なお、消費者にとってのカテゴリーの定義も、購買サイクルが長いのか短いのかで大きく変わる。なぜなら、さまざまなモーメントで達成したいことやカテゴリーへの関与度が変わる可能性が高くなるからである。

たとえば家を買う時に、ただ単に自分の希望や夢だけ考えるだろうか? 家族のことや将来のこと、子供の人数なども考えるだろう。検討期間が長い分、自分が家に期待していることを整理するのも時間がかかる。
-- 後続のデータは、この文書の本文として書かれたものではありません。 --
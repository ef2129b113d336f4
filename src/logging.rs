use crate::config::AppConfig;
use tracing_appender::non_blocking::WorkerGuard;
use tracing_subscriber::{EnvFilter, fmt, prelude::*};

pub fn init_logging(config: &AppConfig) -> WorkerGuard {
    let file_appender = match config.rotation.as_str() {
        "hourly" => tracing_appender::rolling::hourly(&config.log_dir, &config.log_file),
        "daily" => tracing_appender::rolling::daily(&config.log_dir, &config.log_file),
        _ => tracing_appender::rolling::never(&config.log_dir, &config.log_file),
    };

    let (non_blocking, guard) = tracing_appender::non_blocking(file_appender);

    let filter_str = if config.enable_tracing {
        config.log_level.clone()
    } else {
        format!("{},cofex=off", config.log_level)
    };

    let filter = EnvFilter::try_from_default_env().unwrap_or_else(|_| EnvFilter::new(filter_str));

    let registry = tracing_subscriber::registry().with(filter);

    if config.use_json {
        let file_layer = fmt::layer()
            .json()
            .with_target(true) // Keep target in JSON for structured queries
            .with_writer(non_blocking)
            .with_ansi(false);
        registry.with(file_layer).init();
    } else {
        let file_layer = fmt::layer()
            .with_target(false)
            .with_writer(non_blocking)
            .with_ansi(false);
        let stdout_layer = fmt::layer().with_target(false).with_ansi(true);
        registry.with(file_layer).with(stdout_layer).init();
    }

    guard
}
銀行や保険など時期によって買い換える可能性があるものはより顕著で、自分が置かれた状況やライフステージで変化する、一筋縄ではいかないカテゴリーの定義が存在している。いかにそれらの定義を長い期間で捉えているか、また変化する瞬間やフェーズに合わせてパーソナライズしたコンテンツでアプローチできるかが重要であり、昨今はオンラインと繋がっていることで、リサーチなどをともなわずともより理解を深めるヒント(データ)はすでにあることが多い。また、検討期間が長ければ長いほど、その人の重視する点や関与度が変わる可能性を秘めているが、それらを理解し、モーメントに合わせてアプローチできるのがまさにオンラインやデジタルの強みであり、購買サイクルが長いほどその影響力は増すのである。